## PROVIDED DATA
● ● ●
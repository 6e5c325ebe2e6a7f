pub mod call;
pub mod types;

pub use call::{ExtrinsicCall, RewardDestination};
pub use types::*;
// =================================================================
// service/network.rs - Tokenomics Operations
// =================================================================

use std::str::FromStr;

use chain_ops_common::{AccountAddress, BlockHash, ExtrinsicCall};
use chrono::{DateTime, Utc};
use rust_decimal::Decimal;
use subxt::utils::AccountId32;
use tracing::info;

use super::{submit_and_confirm, ServiceError};
use crate::accounts::AccountHandle;
use crate::blockchain::ChainClient;
use crate::config::{NetworkSettings, SettingsError};

/// Pallet id of the treasury, `PalletId(*b"py/trsry")` behind the `modl` prefix
const TREASURY_SEED: &[u8] = b"modlpy/trsry";

/// Transfers and balance reads expressed in whole tokens
pub struct Network<'a, C: ChainClient + ?Sized> {
    client: &'a C,
    settings: &'a NetworkSettings,
}

impl<'a, C: ChainClient + ?Sized> Network<'a, C> {
    pub fn new(client: &'a C, settings: &'a NetworkSettings) -> Self {
        Self { client, settings }
    }

    /// Whole tokens (e.g. `"1.5"`) to planck
    pub fn to_planck(&self, tokens: &str) -> Result<u128, ServiceError> {
        let invalid = |reason: String| ServiceError::Validation(format!("Invalid amount '{}': {}", tokens, reason));

        let amount = Decimal::from_str(tokens.trim())
            .map_err(|e| invalid(e.to_string()))?
            .normalize();
        if amount.is_sign_negative() && !amount.is_zero() {
            return Err(invalid("amount is negative".to_string()));
        }
        if amount.scale() > self.settings.decimals {
            return Err(invalid(format!(
                "more than {} decimal places",
                self.settings.decimals
            )));
        }

        let mantissa = u128::try_from(amount.mantissa().abs()).map_err(|e| invalid(e.to_string()))?;
        mantissa
            .checked_mul(10u128.pow(self.settings.decimals - amount.scale()))
            .ok_or_else(|| invalid("amount overflows u128".to_string()))
    }

    /// Planck to whole tokens without trailing zeros
    pub fn format_balance(&self, planck: u128) -> String {
        let unit = 10u128.pow(self.settings.decimals);
        let whole = planck / unit;
        let fraction = planck % unit;

        if fraction == 0 {
            return whole.to_string();
        }
        let digits = format!("{:0width$}", fraction, width = self.settings.decimals as usize);
        format!("{}.{}", whole, digits.trim_end_matches('0'))
    }

    pub fn transfer_call(&self, dest: &AccountAddress, tokens: &str) -> Result<ExtrinsicCall, ServiceError> {
        Ok(ExtrinsicCall::Transfer {
            dest: dest.clone(),
            amount: self.to_planck(tokens)?,
        })
    }

    pub async fn transfer(
        &self,
        signer: &AccountHandle,
        dest: &AccountAddress,
        tokens: &str,
    ) -> Result<BlockHash, ServiceError> {
        let call = self.transfer_call(dest, tokens)?;
        let block = self.sign_and_send(signer, &call).await?;
        info!("Transferred {} from {} to {}", tokens, signer.address(), dest);
        Ok(block)
    }

    /// Send the same amount to every destination in one `Utility.batch`
    pub async fn batch_transfer(
        &self,
        signer: &AccountHandle,
        dests: &[AccountAddress],
        tokens: &str,
    ) -> Result<BlockHash, ServiceError> {
        if dests.is_empty() {
            return Err(ServiceError::Validation("No transfer destinations given".to_string()));
        }

        let calls = dests
            .iter()
            .map(|dest| self.transfer_call(dest, tokens))
            .collect::<Result<Vec<_>, _>>()?;
        self.sign_and_send_batch(signer, calls).await
    }

    /// Sign with the sender's current nonce and wait for finalization
    pub async fn sign_and_send(
        &self,
        signer: &AccountHandle,
        call: &ExtrinsicCall,
    ) -> Result<BlockHash, ServiceError> {
        submit_and_confirm(self.client, call, signer).await
    }

    pub async fn sign_and_send_batch(
        &self,
        signer: &AccountHandle,
        calls: Vec<ExtrinsicCall>,
    ) -> Result<BlockHash, ServiceError> {
        info!("Sending batch of {} calls from {}", calls.len(), signer.address());
        self.sign_and_send(signer, &ExtrinsicCall::Batch(calls)).await
    }

    pub async fn send_ddc(
        &self,
        signer: &AccountHandle,
        dest: &AccountAddress,
        data: &str,
    ) -> Result<BlockHash, ServiceError> {
        let call = ExtrinsicCall::SendDdcData {
            dest: dest.clone(),
            data: data.as_bytes().to_vec(),
        };
        self.sign_and_send(signer, &call).await
    }

    /// Free balance in planck
    pub async fn balance(&self, address: &AccountAddress) -> Result<u128, ServiceError> {
        Ok(self.client.account_state(address).await?.free)
    }

    pub async fn existential_deposit(&self) -> Result<u128, ServiceError> {
        Ok(self.client.existential_deposit().await?)
    }

    pub async fn treasury_balance(&self) -> Result<u128, ServiceError> {
        self.balance(&treasury_account()).await
    }

    /// Minutes left in the active era, `None` when the era has not started
    pub async fn era_time_remaining(&self, now: DateTime<Utc>) -> Result<Option<i64>, ServiceError> {
        let era_minutes = self
            .settings
            .era_time
            .ok_or(SettingsError::Missing("ERA_TIME"))?;
        if era_minutes <= 0 {
            return Err(ServiceError::Validation(format!(
                "Era length must be positive, got {} minutes",
                era_minutes
            )));
        }

        let Some(start) = self.client.active_era_start().await? else {
            return Ok(None);
        };
        let start = i64::try_from(start)
            .map_err(|_| ServiceError::Validation(format!("Era start {} out of range", start)))?;

        let era_end = era_minutes
            .checked_mul(60_000)
            .and_then(|length| start.checked_add(length))
            .ok_or_else(|| {
                ServiceError::Validation(format!("Era of {} minutes from {} overflows", era_minutes, start))
            })?;
        let remaining = era_end.saturating_sub(now.timestamp_millis()) / 60_000;
        Ok(Some(remaining.max(0)))
    }
}

/// Sovereign account of the treasury pallet
pub fn treasury_account() -> AccountAddress {
    let mut id = [0u8; 32];
    id[..TREASURY_SEED.len()].copy_from_slice(TREASURY_SEED);
    AccountAddress::new(AccountId32(id).to_string())
}
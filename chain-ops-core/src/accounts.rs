// =================================================================
// accounts.rs - Signing Accounts
// =================================================================

use std::fmt;
use std::str::FromStr;

use chain_ops_common::AccountAddress;
use subxt::utils::AccountId32;
use subxt_signer::bip39::Mnemonic;
use subxt_signer::sr25519::Keypair;
use subxt_signer::SecretUri;

use crate::blockchain::BlockchainError;

/// Words in a freshly generated mnemonic
pub const MNEMONIC_WORDS_COUNT: usize = 12;

/// An sr25519 keypair together with its SS58 address
pub struct AccountHandle {
    label: String,
    keypair: Keypair,
    address: AccountAddress,
}

impl AccountHandle {
    /// Derive from a mnemonic or secret URI such as `//Alice` or `<phrase>//stash`
    pub fn from_uri(label: &str, uri: &str) -> Result<Self, BlockchainError> {
        let secret = SecretUri::from_str(uri)
            .map_err(|e| BlockchainError::KeyError(format!("{} account: {}", label, e)))?;
        let keypair = Keypair::from_uri(&secret)
            .map_err(|e| BlockchainError::KeyError(format!("{} account: {}", label, e)))?;

        Ok(Self::from_keypair(label, keypair))
    }

    /// Create an account from fresh entropy, returning the mnemonic that restores it
    pub fn generate(label: &str) -> Result<(Self, Mnemonic), BlockchainError> {
        // 16 bytes of entropy encode to 12 words
        let entropy: [u8; 16] = rand::random();
        let mnemonic = Mnemonic::from_entropy(&entropy)
            .map_err(|e| BlockchainError::KeyError(e.to_string()))?;
        let keypair = Keypair::from_phrase(&mnemonic, None)
            .map_err(|e| BlockchainError::KeyError(format!("{} account: {}", label, e)))?;

        Ok((Self::from_keypair(label, keypair), mnemonic))
    }

    fn from_keypair(label: &str, keypair: Keypair) -> Self {
        let address = AccountAddress::new(AccountId32(keypair.public_key().0).to_string());
        Self {
            label: label.to_string(),
            keypair,
            address,
        }
    }

    pub fn label(&self) -> &str {
        &self.label
    }

    pub fn address(&self) -> &AccountAddress {
        &self.address
    }

    pub(crate) fn keypair(&self) -> &Keypair {
        &self.keypair
    }
}

impl fmt::Debug for AccountHandle {
    fn fmt(&self, f: &mut fmt::Formatter<'_>) -> fmt::Result {
        f.debug_struct("AccountHandle")
            .field("label", &self.label)
            .field("address", &self.address)
            .finish()
    }
}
● ● ●
## EXERCISE DETAILS
Return the lines of the listing above exactly as they appear, starting with the first and stopping after the line that holds "pub fn to_planck(&self, tokens: &str)".

## SOLUTION TO THIS PROBLEM
repository 6e5c325ebe2e6a7f
pub mod call;
pub mod types;

pub use call::{ExtrinsicCall, RewardDestination};
pub use types::*;
// =================================================================
// service/network.rs - Tokenomics Operations
// =================================================================

use std::str::FromStr;

use chain_ops_common::{AccountAddress, BlockHash, ExtrinsicCall};
use chrono::{DateTime, Utc};
use rust_decimal::Decimal;
use subxt::utils::AccountId32;
use tracing::info;

use super::{submit_and_confirm, ServiceError};
use crate::accounts::AccountHandle;
use crate::blockchain::ChainClient;
use crate::config::{NetworkSettings, SettingsError};

/// Pallet id of the treasury, `PalletId(*b"py/trsry")` behind the `modl` prefix
const TREASURY_SEED: &[u8] = b"modlpy/trsry";

/// Transfers and balance reads expressed in whole tokens
pub struct Network<'a, C: ChainClient + ?Sized> {
    client: &'a C,
    settings: &'a NetworkSettings,
}

impl<'a, C: ChainClient + ?Sized> Network<'a, C> {
    pub fn new(client: &'a C, settings: &'a NetworkSettings) -> Self {
        Self { client, settings }
    }

    /// Whole tokens (e.g. `"1.5"`) to planck
    pub fn to_planck(&self, tokens: &str) -> Result<u128, ServiceError> {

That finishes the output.